In a repeated trope, various characters thrust out an arm, a clunky spatial device that Brown’s flabby draftsmanship utterly deflates. In the 7-foot-wide All the Nightmares Came Today (2012), individuals cavort with tone-deaf body language, their pale shapes checkerboard-flat against a dark ground. Brown apparently labors under the misapprehension that indistinct limbs and countenances imply movement; she surely missed the art-history class that revealed Francis Bacon’s exhilarating search for that sudden glimpse where the human form may not be wholly comprehended but its weight as animated meat—and our mortal kinship with its depiction on the canvas—is deeply experienced.
Brown’s overwrought compositions offer little graphic excitement, her colors alternately bland and noisy. By way of contrast, the crowd scenes in a Bob Thompson painting seethe with messy humanity conjured through assured placement of blank yellow faces or flat orange appendages against richly colored grounds. Despite their scale (two are more than 14 feet across), Brown’s groupings feel timid by comparison.
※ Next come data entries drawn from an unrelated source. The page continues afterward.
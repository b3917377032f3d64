//! Core logic for keeping Pootle FS projects in sync.
//!
//! This crate discovers project directories, builds the `pootle` commands that
//! register and synchronize each one, and drives them in sequence across a batch.

pub mod batch;
pub mod command;
pub mod config;
pub mod constants;
pub mod discovery;
pub mod executor;
pub mod project;

pub use batch::{BatchDriver, BatchError, BatchSummary};
pub use command::{Invocation, ProjectId, ProjectIdError, Stage};
pub use config::SyncConfig;
pub use discovery::{DiscoveryError, ProjectDiscovery, Projects};
pub use executor::{CapturedOutput, CommandExecutor, ExecError, ProcessExecutor};
pub use project::{ProjectInitializer, ProjectSynchronizer, StageOutcome, StageReport};
use std::io::Write;

use thiserror::Error;
use tracing::{info, instrument, warn};

use crate::command::ProjectId;
use crate::config::SyncConfig;
use crate::discovery::{DiscoveryError, ProjectDiscovery};
use crate::executor::CommandExecutor;
use crate::project::{ProjectInitializer, ProjectSynchronizer};

#[derive(Debug, Error)]
pub enum BatchError {
    #[error(transparent)]
    Discovery(#[from] DiscoveryError),
    #[error("failed to write progress: {0}")]
    Output(#[from] std::io::Error),
}

/// Counts from a finished batch. Stage failures are logged, not tallied.
#[derive(Debug, Clone, Copy, Default, PartialEq, Eq)]
pub struct BatchSummary {
    /// Identifiers listed under the root, including ones skipped as unsafe.
    pub projects: usize,
    /// Commands handed to the executor.
    pub invocations: usize,
}

/// Registers and synchronizes every discovered project, one after another.
pub struct BatchDriver<'a> {
    discovery: ProjectDiscovery,
    initializer: ProjectInitializer,
    synchronizer: ProjectSynchronizer,
    executor: &'a dyn CommandExecutor,
}

impl<'a> BatchDriver<'a> {
    pub fn new(
        discovery: ProjectDiscovery,
        initializer: ProjectInitializer,
        synchronizer: ProjectSynchronizer,
        executor: &'a dyn CommandExecutor,
    ) -> Self {
        Self {
            discovery,
            initializer,
            synchronizer,
            executor,
        }
    }

    pub fn from_config(cfg: &SyncConfig, executor: &'a dyn CommandExecutor) -> Self {
        let root = &cfg.projects.root;
        Self::new(
            ProjectDiscovery::new(root),
            ProjectInitializer::new(&cfg.tool.program, root),
            ProjectSynchronizer::new(&cfg.tool.program),
            executor,
        )
    }

    /// Runs the whole batch, writing `processing: <id>` per project and `DONE` at the end.
    ///
    /// # Errors
    /// Only an unreadable projects root or a failed write to `out` stop the batch.
    /// Failing commands are logged and never surface here.
    #[instrument(skip_all, fields(root = %self.discovery.root().display()))]
    pub fn run(&self, out: &mut dyn Write) -> Result<BatchSummary, BatchError> {
        let mut summary = BatchSummary::default();

        for name in self.discovery.projects()? {
            writeln!(out, "processing: {name}")?;
            summary.projects += 1;

            let id = match ProjectId::new(name) {
                Ok(id) => id,
                Err(e) => {
                    warn!("skipping project: {}", e);
                    continue;
                }
            };

            self.initializer.run(self.executor, &id);
            summary.invocations += 1;
            summary.invocations += self.synchronizer.run(self.executor, &id).len();
        }

        writeln!(out, "DONE")?;
        info!(
            "batch finished: {} projects, {} commands",
            summary.projects, summary.invocations
        );
        Ok(summary)
    }
}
The advantage that great painting—figurative, expressionist, abstract, take your pick—has over other mediums is what Frank Stella termed “working space,” a fusion of form, texture, scale, color, and application, which gives even his notorious Black Paintings (as well as Morris Louis’s graceful runnels of pigment) a tangible presence that entwines itself physically, mentally, and emotionally with the viewer. For all Brown’s energetic smears, her work lacks passion, carnality, or smarts. To quote Gertrude Stein, that connoisseur of the ambiguously palpable from Cézanne to Picasso: “There is no there there.”